KR: What writers have inspired you?
JS: Tom Wolf, DH Lawrence, Jack London, Robert Louis Stephenson, Jack Kerouac. I am also very into Russian writers – my book ‘December’ is an homage to them, all the characters are named after famous writers and people in their books, for example Raskolnikov is the hero of Crime and Punishment. I like realists like Sholokov, Chekov and Vasily Grossman, who really get the detail of life right, which slips you into the skin of a character without you noticing it.
KR: How important is a sense of place in your writing?
JS: Not hugely. With thrillers, one can paraphrase Clinton and say, ‘It’s the events stupid.’ Stuff has to happen, lots of it. You don’t have time to dwell on place. You have to be more of a street sketch artist who can really get someone or a location using a few deft strokes of the pen.

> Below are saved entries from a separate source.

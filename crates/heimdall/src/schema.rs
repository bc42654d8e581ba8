//! The attribute schema: the closed table of flat keys the backend expects.
//!
//! Domain setters only write through these keys; `set_tag` on a record is
//! the escape hatch for anything the table does not cover. Keys follow the
//! GenAI semantic conventions where one exists and the `heimdall.*`
//! namespace everywhere else.

use serde::{Deserialize, Serialize};

/// Operation-level keys: what was asked of a model or tool.
pub mod operation {
    /// Kind of operation ("chat", "embeddings", "execute_tool", ...).
    pub const NAME: &str = "gen_ai.operation.name";
    /// Provider the request targets ("openai", "anthropic", ...).
    pub const PROVIDER: &str = "gen_ai.system";
    pub const REQUEST_MODEL: &str = "gen_ai.request.model";
    pub const TEMPERATURE: &str = "gen_ai.request.temperature";
    pub const MAX_TOKENS: &str = "gen_ai.request.max_tokens";
    pub const TOP_P: &str = "gen_ai.request.top_p";
    pub const TOP_K: &str = "gen_ai.request.top_k";
    pub const FREQUENCY_PENALTY: &str = "gen_ai.request.frequency_penalty";
    pub const PRESENCE_PENALTY: &str = "gen_ai.request.presence_penalty";
}

/// Response-level keys: what came back from a model.
pub mod response {
    pub const ID: &str = "gen_ai.response.id";
    pub const MODEL: &str = "gen_ai.response.model";
    pub const FINISH_REASONS: &str = "gen_ai.response.finish_reasons";
    pub const USAGE_INPUT_TOKENS: &str = "gen_ai.usage.input_tokens";
    pub const USAGE_OUTPUT_TOKENS: &str = "gen_ai.usage.output_tokens";
    pub const USAGE_TOTAL_TOKENS: &str = "gen_ai.usage.total_tokens";
    pub const COST_INPUT: &str = "heimdall.observation.cost_details.input";
    pub const COST_OUTPUT: &str = "heimdall.observation.cost_details.output";
    pub const COST_TOTAL: &str = "heimdall.observation.cost_details.total";
    pub const COMPLETION_START_TIME: &str = "heimdall.observation.completion_start_time";
}

/// Trace-level keys: cross-cutting fields set once per trace.
pub mod trace {
    pub const NAME: &str = "heimdall.trace.name";
    pub const USER_ID: &str = "user.id";
    pub const SESSION_ID: &str = "session.id";
    pub const TAGS: &str = "heimdall.trace.tags";
    pub const PUBLIC: &str = "heimdall.trace.public";
    pub const INPUT: &str = "heimdall.trace.input";
    pub const OUTPUT: &str = "heimdall.trace.output";
    pub const VERSION: &str = "heimdall.version";
    pub const RELEASE: &str = "heimdall.release";
    pub const ENVIRONMENT: &str = "heimdall.environment";
}

/// Observation-level keys: every record carries these.
pub mod observation {
    pub const TYPE: &str = "heimdall.observation.type";
    pub const INPUT: &str = "heimdall.observation.input";
    pub const OUTPUT: &str = "heimdall.observation.output";
    pub const LEVEL: &str = "heimdall.observation.level";
    pub const STATUS_MESSAGE: &str = "heimdall.observation.status_message";
    pub const DESCRIPTION: &str = "heimdall.observation.description";
    /// Prefix for caller metadata; the caller's key is appended.
    pub const METADATA_PREFIX: &str = "heimdall.observation.metadata.";
    pub const PROMPT_NAME: &str = "heimdall.observation.prompt.name";
    pub const PROMPT_VERSION: &str = "heimdall.observation.prompt.version";
}

/// Tool-call keys.
pub mod tool {
    pub const NAME: &str = "gen_ai.tool.name";
    pub const DESCRIPTION: &str = "gen_ai.tool.description";
    pub const TYPE: &str = "gen_ai.tool.type";
    pub const CALL_ID: &str = "gen_ai.tool.call.id";
    pub const ARGUMENTS: &str = "gen_ai.tool.call.arguments";
    pub const RESULT: &str = "gen_ai.tool.call.result";
}

/// Embeddings keys.
pub mod embedding {
    pub const DIMENSIONS: &str = "gen_ai.embeddings.dimension_count";
}

/// Agent keys.
pub mod agent {
    pub const ID: &str = "gen_ai.agent.id";
    pub const NAME: &str = "gen_ai.agent.name";
    pub const DESCRIPTION: &str = "gen_ai.agent.description";
    pub const DATA_SOURCE: &str = "gen_ai.agent.data_source.id";
}

/// Error keys written by the error recorder.
pub mod error {
    pub const TYPE: &str = "error.type";
    pub const MESSAGE: &str = "error.message";
}

/// Keys and the event name used for recorded exceptions.
pub mod exception {
    pub const EVENT_NAME: &str = "exception";
    pub const TYPE: &str = "exception.type";
    pub const MESSAGE: &str = "exception.message";
    pub const STACKTRACE: &str = "exception.stacktrace";
}

/// The type discriminator written under [`observation::TYPE`].
#[derive(Debug, Clone, Copy, PartialEq, Eq, Serialize, Deserialize)]
#[serde(rename_all = "lowercase")]
pub enum ObservationKind {
    Trace,
    Span,
    Generation,
    Tool,
    Embedding,
    Agent,
    Event,
}

impl std::fmt::Display for ObservationKind {
    fn fmt(&self, f: &mut std::fmt::Formatter<'_>) -> std::fmt::Result {
        match self {
            Self::Trace => write!(f, "trace"),
            Self::Span => write!(f, "span"),
            Self::Generation => write!(f, "generation"),
            Self::Tool => write!(f, "tool"),
            Self::Embedding => write!(f, "embedding"),
            Self::Agent => write!(f, "agent"),
            Self::Event => write!(f, "event"),
        }
    }
}

/// Values written under [`operation::NAME`].
#[derive(Debug, Clone, Copy, PartialEq, Eq)]
pub enum Operation {
    Chat,
    TextCompletion,
    Embeddings,
    ExecuteTool,
    InvokeAgent,
    Agent,
}

impl Operation {
    pub fn as_str(&self) -> &'static str {
        match self {
            Self::Chat => "chat",
            Self::TextCompletion => "text_completion",
            Self::Embeddings => "embeddings",
            Self::ExecuteTool => "execute_tool",
            Self::InvokeAgent => "invoke_agent",
            Self::Agent => "agent",
        }
    }
}

impl std::fmt::Display for Operation {
    fn fmt(&self, f: &mut std::fmt::Formatter<'_>) -> std::fmt::Result {
        write!(f, "{}", self.as_str())
    }
}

KR: Do you spend a lot of time researching your novels?
JS: Yes. Usually takes me three years to write one. I want to tell stories that are as real as I can make them and that reality is best communicated by detail. The problem is that you then have to edit out 90% of all your wonderful research, which is painful but it should mean that you are left with key details that are meaningful rather than lots of irrelevant facts that just make the book longer and bore the reader.
I do a lot of reading and thinking about the political and historical context for my books. I also try to run through the five senses for my characters in any situation – what can they see, hear, smell, feel and even taste. Smell is particularly good for drawing the reader into the action because it is a very close up sense in humans.
KR: Do your characters ever surprise you?
JS: Yes. You really know you are into them and that a scene is working well when they start forming lines of dialogue themselves. Characters can then come out with the most random things and that adds to the authenticity of the dialogue. Humans often do not communicate in a very direct way – especially when we are discussing tricky subjects. Conversation is often very nuanced and elliptical and you need to be into your characters to get that authentic texture.
KR: How much of your life and the people around you do you put into your books?
JS: Not much. That’s why I enjoy doing it because it is complete escapism – a chance to run around Moscow or the Congo blowing things up.
KR: How did it feel when you saw your book in print for the first time?
JS: Great. There is a huge sense of achievement. I had been writing for about ten years by the time it came out, which is quite a long time to work on a solo project.
KR: If you weren’t a writer, what would you be doing now?
JS: Hmmmm. Well, my long-term ambition is to become a high-end lounge lizard but I think it might take a while to get there.